Candidates who were eligible for the first time are indicated here with a dagger (†). The one candidate who received at least 75% of the vote and was elected is indicated in bold italics; candidates who have since been elected in subsequent elections are indicated in italics.

Enos Slaughter and Bobby Thomson were on the ballot for the final time.

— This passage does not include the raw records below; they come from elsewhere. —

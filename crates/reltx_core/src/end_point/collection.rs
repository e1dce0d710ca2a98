//! Collection end-points.

use super::id::RelationEndPointId;
use super::tracked::Tracked;
use crate::mapping::CollectionKind;
use crate::object::ObjectId;
use std::collections::BTreeSet;

/// The "one" side of a 1:n relation, holding the related objects.
///
/// Domain object collections are ordered and compared element-wise; virtual
/// collections compare as sets.
#[derive(Debug, Clone, PartialEq, Eq)]
pub struct CollectionEndPoint {
    id: RelationEndPointId,
    kind: CollectionKind,
    data: Option<Tracked<Vec<ObjectId>>>,
}

impl CollectionEndPoint {
    /// Creates an end-point whose contents are not loaded yet.
    #[must_use]
    pub fn incomplete(id: RelationEndPointId, kind: CollectionKind) -> Self {
        Self {
            id,
            kind,
            data: None,
        }
    }

    /// Creates a complete end-point holding `items`.
    #[must_use]
    pub fn complete(id: RelationEndPointId, kind: CollectionKind, items: Vec<ObjectId>) -> Self {
        Self {
            id,
            kind,
            data: Some(Tracked::new(items)),
        }
    }

    /// Returns the end-point ID.
    #[must_use]
    pub fn id(&self) -> &RelationEndPointId {
        &self.id
    }

    /// Returns the collection flavour.
    #[must_use]
    pub fn kind(&self) -> CollectionKind {
        self.kind
    }

    /// Returns `true` once the related objects are known.
    #[must_use]
    pub fn is_data_complete(&self) -> bool {
        self.data.is_some()
    }

    /// Returns the related objects; empty while incomplete.
    #[must_use]
    pub fn opposite_object_ids(&self) -> &[ObjectId] {
        match &self.data {
            Some(data) => data.current(),
            None => &[],
        }
    }

    /// Returns the originally related objects; empty while incomplete.
    #[must_use]
    pub fn original_opposite_object_ids(&self) -> &[ObjectId] {
        match &self.data {
            Some(data) => data.original(),
            None => &[],
        }
    }

    /// Returns `true` if `object` is currently part of the collection.
    #[must_use]
    pub fn contains(&self, object: &ObjectId) -> bool {
        self.opposite_object_ids().contains(object)
    }

    /// Returns the position of `object` in the collection.
    #[must_use]
    pub fn index_of(&self, object: &ObjectId) -> Option<usize> {
        self.opposite_object_ids().iter().position(|o| o == object)
    }

    /// Returns `true` if the contents differ from the original.
    #[must_use]
    pub fn has_changed(&self) -> bool {
        let Some(data) = &self.data else {
            return false;
        };
        match self.kind {
            CollectionKind::DomainObjectCollection => data.has_changed(),
            CollectionKind::VirtualCollection => {
                let current: BTreeSet<&ObjectId> = data.current().iter().collect();
                let original: BTreeSet<&ObjectId> = data.original().iter().collect();
                current != original
            }
        }
    }

    /// Returns `true` if the end-point was touched since the last commit.
    #[must_use]
    pub fn has_been_touched(&self) -> bool {
        self.data.as_ref().is_some_and(Tracked::has_been_touched)
    }

    pub(crate) fn touch(&mut self) {
        if let Some(data) = &mut self.data {
            data.touch();
        }
    }

    pub(crate) fn mark_data_complete(&mut self, original: Vec<ObjectId>, current: Vec<ObjectId>) {
        self.data = Some(Tracked::with_original(original, current));
    }

    pub(crate) fn mark_data_incomplete(&mut self) {
        self.data = None;
    }

    /// Mutable access to the items; `None` while incomplete.
    pub(crate) fn items_mut(&mut self) -> Option<&mut Vec<ObjectId>> {
        self.data.as_mut().map(Tracked::current_mut)
    }

    pub(crate) fn commit(&mut self) {
        if let Some(data) = &mut self.data {
            data.commit();
        }
    }

    pub(crate) fn rollback(&mut self) {
        if let Some(data) = &mut self.data {
            data.rollback();
        }
    }

    pub(crate) fn set_data_from(&mut self, source: &CollectionEndPoint) {
        let Some(source) = &source.data else {
            return;
        };
        match &mut self.data {
            Some(data) => data.set_data_from(source),
            None => {
                let mut data = Tracked::new(source.original().clone());
                data.set_data_from(source);
                self.data = Some(data);
            }
        }
    }
}
//! Search configuration
//!
//! Per-call options describing where and how the service should search:
//! - Search focus: web search or writing-only
//! - Source focus: one or several source sets
//! - Time range: recency filter (absent for all time)
//! - Locale: language, timezone and optional coordinates

use serde::{Deserialize, Serialize};
use std::str::FromStr;

/// Whether the answer is grounded in a web search
#[derive(Debug, Clone, Copy, Default, PartialEq, Eq, Serialize, Deserialize)]
#[serde(rename_all = "lowercase")]
pub enum SearchFocus {
    #[default]
    Web,
    Writing,
}

impl SearchFocus {
    /// Wire value
    pub fn as_str(&self) -> &'static str {
        match self {
            SearchFocus::Web => "internet",
            SearchFocus::Writing => "writing",
        }
    }
}

/// Source set to search
#[derive(Debug, Clone, Copy, Default, PartialEq, Eq, Hash, Serialize, Deserialize)]
#[serde(rename_all = "lowercase")]
pub enum SourceFocus {
    /// The entire internet
    #[default]
    Web,
    /// Academic papers
    Academic,
    /// Discussions and opinions
    Social,
    /// SEC filings
    Finance,
}

impl SourceFocus {
    /// Wire value
    pub fn as_str(&self) -> &'static str {
        match self {
            SourceFocus::Web => "web",
            SourceFocus::Academic => "scholar",
            SourceFocus::Social => "social",
            SourceFocus::Finance => "edgar",
        }
    }
}

impl FromStr for SourceFocus {
    type Err = String;

    fn from_str(s: &str) -> Result<Self, Self::Err> {
        match s.to_ascii_lowercase().as_str() {
            "web" => Ok(SourceFocus::Web),
            "academic" | "scholar" => Ok(SourceFocus::Academic),
            "social" => Ok(SourceFocus::Social),
            "finance" | "edgar" => Ok(SourceFocus::Finance),
            other => Err(format!("unknown source focus: {}", other)),
        }
    }
}

/// One source or an ordered set of sources
#[derive(Debug, Clone, PartialEq, Eq, Serialize, Deserialize)]
#[serde(untagged)]
pub enum Sources {
    One(SourceFocus),
    Many(Vec<SourceFocus>),
}

impl Sources {
    /// Wire values, always as a list
    pub fn wire_values(&self) -> Vec<&'static str> {
        match self {
            Sources::One(source) => vec![source.as_str()],
            Sources::Many(sources) => sources.iter().map(SourceFocus::as_str).collect(),
        }
    }
}

impl Default for Sources {
    fn default() -> Self {
        Sources::One(SourceFocus::Web)
    }
}

impl From<SourceFocus> for Sources {
    fn from(source: SourceFocus) -> Self {
        Sources::One(source)
    }
}

impl From<Vec<SourceFocus>> for Sources {
    fn from(sources: Vec<SourceFocus>) -> Self {
        Sources::Many(sources)
    }
}

/// Recency filter for search results
#[derive(Debug, Clone, Copy, Default, PartialEq, Eq, Serialize, Deserialize)]
#[serde(rename_all = "snake_case")]
pub enum TimeRange {
    #[default]
    All,
    Today,
    LastWeek,
    LastMonth,
    LastYear,
}

impl TimeRange {
    /// Wire value; `None` for all time, which the service expects as `null`
    pub fn as_filter(&self) -> Option<&'static str> {
        match self {
            TimeRange::All => None,
            TimeRange::Today => Some("DAY"),
            TimeRange::LastWeek => Some("WEEK"),
            TimeRange::LastMonth => Some("MONTH"),
            TimeRange::LastYear => Some("YEAR"),
        }
    }
}

impl FromStr for TimeRange {
    type Err = String;

    fn from_str(s: &str) -> Result<Self, Self::Err> {
        match s.to_ascii_lowercase().as_str() {
            "all" => Ok(TimeRange::All),
            "day" | "today" => Ok(TimeRange::Today),
            "week" | "last_week" => Ok(TimeRange::LastWeek),
            "month" | "last_month" => Ok(TimeRange::LastMonth),
            "year" | "last_year" => Ok(TimeRange::LastYear),
            other => Err(format!("unknown time range: {}", other)),
        }
    }
}

/// Client location
#[derive(Debug, Clone, Copy, PartialEq, Serialize, Deserialize)]
pub struct Coordinates {
    pub lat: f64,
    pub lng: f64,
}

/// Search options for one call
#[derive(Debug, Clone, PartialEq, Serialize, Deserialize)]
pub struct SearchConfig {
    pub search_focus: SearchFocus,
    pub sources: Sources,
    pub time_range: TimeRange,
    pub language: String,
    pub timezone: Option<String>,
    pub coordinates: Option<Coordinates>,
}

impl Default for SearchConfig {
    fn default() -> Self {
        Self {
            search_focus: SearchFocus::Web,
            sources: Sources::default(),
            time_range: TimeRange::All,
            language: "en-US".to_string(),
            timezone: None,
            coordinates: None,
        }
    }
}

impl SearchConfig {
    pub fn new() -> Self {
        Self::default()
    }

    pub fn search_focus(mut self, focus: SearchFocus) -> Self {
        self.search_focus = focus;
        self
    }

    pub fn sources(mut self, sources: impl Into<Sources>) -> Self {
        self.sources = sources.into();
        self
    }

    pub fn time_range(mut self, range: TimeRange) -> Self {
        self.time_range = range;
        self
    }

    pub fn language(mut self, language: impl Into<String>) -> Self {
        self.language = language.into();
        self
    }

    pub fn timezone(mut self, timezone: impl Into<String>) -> Self {
        self.timezone = Some(timezone.into());
        self
    }

    pub fn coordinates(mut self, lat: f64, lng: f64) -> Self {
        self.coordinates = Some(Coordinates { lat, lng });
        self
    }
}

| Players | Votes | Percent | Change |
|---|---|---|---|
| Willie Mays† | 409 | 94.7 | - |
| Duke Snider | 308 | 71.3 | 0 4.3% |
| Enos Slaughter | 297 | 68.8 | 0 0.1% |
| Gil Hodges | 242 | 56.0 | 0 3.6% |
| Don Drysdale | 233 | 53.9 | 0 3.9% |
| Nellie Fox | 174 | 40.3 | 0 1.0% |
| Hoyt Wilhelm | 168 | 38.9 | 0 2.8% |
| Maury Wills | 166 | 38.4 | 0 8.1% |
| Red Schoendienst | 159 | 36.8 | 0 2.5% |
| Jim Bunning | 147 | 34.0 | 0 13.8% |
| Richie Ashburn | 130 | 30.1 | 0 11.6% |
| Roger Maris | 127 | 29.4 | 0 7.5% |
| Luis Aparicio† | 120 | 27.8 | - |
| Mickey Vernon | 88 | 20.4 | 0 3.0% |
| Alvin Dark | 80 | 18.5 | 0 2.7% |
| Harvey Kuenn | 63 | 14.6 | 0 0.7% |
| Ted Kluszewski | 58 | 13.4 | 0 0.1% |
| Lew Burdette | 53 | 12.3 | 0 7.8% |
| Don Larsen | 53 | 12.3 | 0 3.9% |
| Don Newcombe | 52 | 12.0 | 0 0.7% |
| Bill Mazeroski | 36 | 8.3 | 0 2.2% |
| Roy Face | 35 | 8.1 | 0 1.0% |
| Elston Howard | 30 | 6.9 | 0 3.9% |
| Ken Boyer* | 20 | 4.6 | 0 0.1% |
| Curt Flood* | 14 | 3.2 | 0 1.1% |
| Bobby Thomson* | 11 | 2.5 | 0 1.2% |
| Del Crandall* | 9 | 2.1 | 0 0.5% |
| Vern Law* | 9 | 2.1 | 0 0.5% |
| Harvey Haddix* | 8 | 1.9 | 0 0.1% |
| Frank Howard†* | 6 | 1.4 | - |
| Ron Perranoski†* | 6 | 1.4 | - |
| Milt Pappas†* | 5 | 1.2 | - |
| Clete Boyer* | 3 | 0.7 | 0 0.4% |
| Denny McLain* | 3 | 0.7 | 0 0.4% |
| Jim Maloney* | 2 | 0.5 | - |
| Johnny Callison†* | 1 | 0.2 | - |
| Hal Lanier†* | 1 | 0.2 | - |
| Chris Short†* | 1 | 0.2 | - |
| Tommie Agee†* | 0 | 0.0 | - |
| Bernie Allen†* | 0 | 0.0 | - |
| Gene Alley†* | 0 | 0.0 | - |
| Jim Beauchamp†* | 0 | 0.0 | - |
| Bobby Bolin†* | 0 | 0.0 | - |
| Ray Culp†* | 0 | 0.0 | - |
| Eddie Fisher†* | 0 | 0.0 | - |
| Fred Gladding†* | 0 | 0.0 | - |
| Jerry May†* | 0 | 0.0 | - |
| José Pagán†* | 0 | 0.0 | - |
| Joe Pepitone†* | 0 | 0.0 | - |
| Rich Reese†* | 0 | 0.0 | - |
| Larry Stahl†* | 0 | 0.0 | - |
| John Stephenson†* | 0 | 0.0 | - |
| Jimmy Stewart†* | 0 | 0.0 | - |
| Jeff Torborg†* | 0 | 0.0 | - |

Key to colors
|  | Elected to the Hall. These individuals are also indicated in bold italics. |
|  | Players who were elected in future elections. These individuals are also indicated in plain italics. |
|  | Players not yet elected who returned on the 1980 ballot. |
|  | Eliminated from future BBWAA voting. These individuals remain eligible for future Veterans Committee consideration. |

The newly-eligible players included 11 All-Stars, representing a total of 51 All-Star selections. Among the new candidates were 20-time All-Star Willie Mays and 10-time All-Star Luis Aparicio. The field included one MVP (Mays, who won twice), and four Rookies of the Year (Tommy Agee, Luis Aparicio, Frank Howard and Willie Mays).
In addition, Willie Mays had 12 Gold Gloves at Outfield, tied for most all-time with Roberto Clemente, and Luis Aparicio had 9 Gold Gloves at Shortstop, the record at the time.

== J. G. Taylor Spink Award ==
Tim Murnane (1851–1917) and Dick Young (1917–1987) received the J. G. Taylor Spink Award honoring baseball writers. The awards were voted at the December 1978 meeting of the BBWAA, and included in the summer 1979 ceremonies.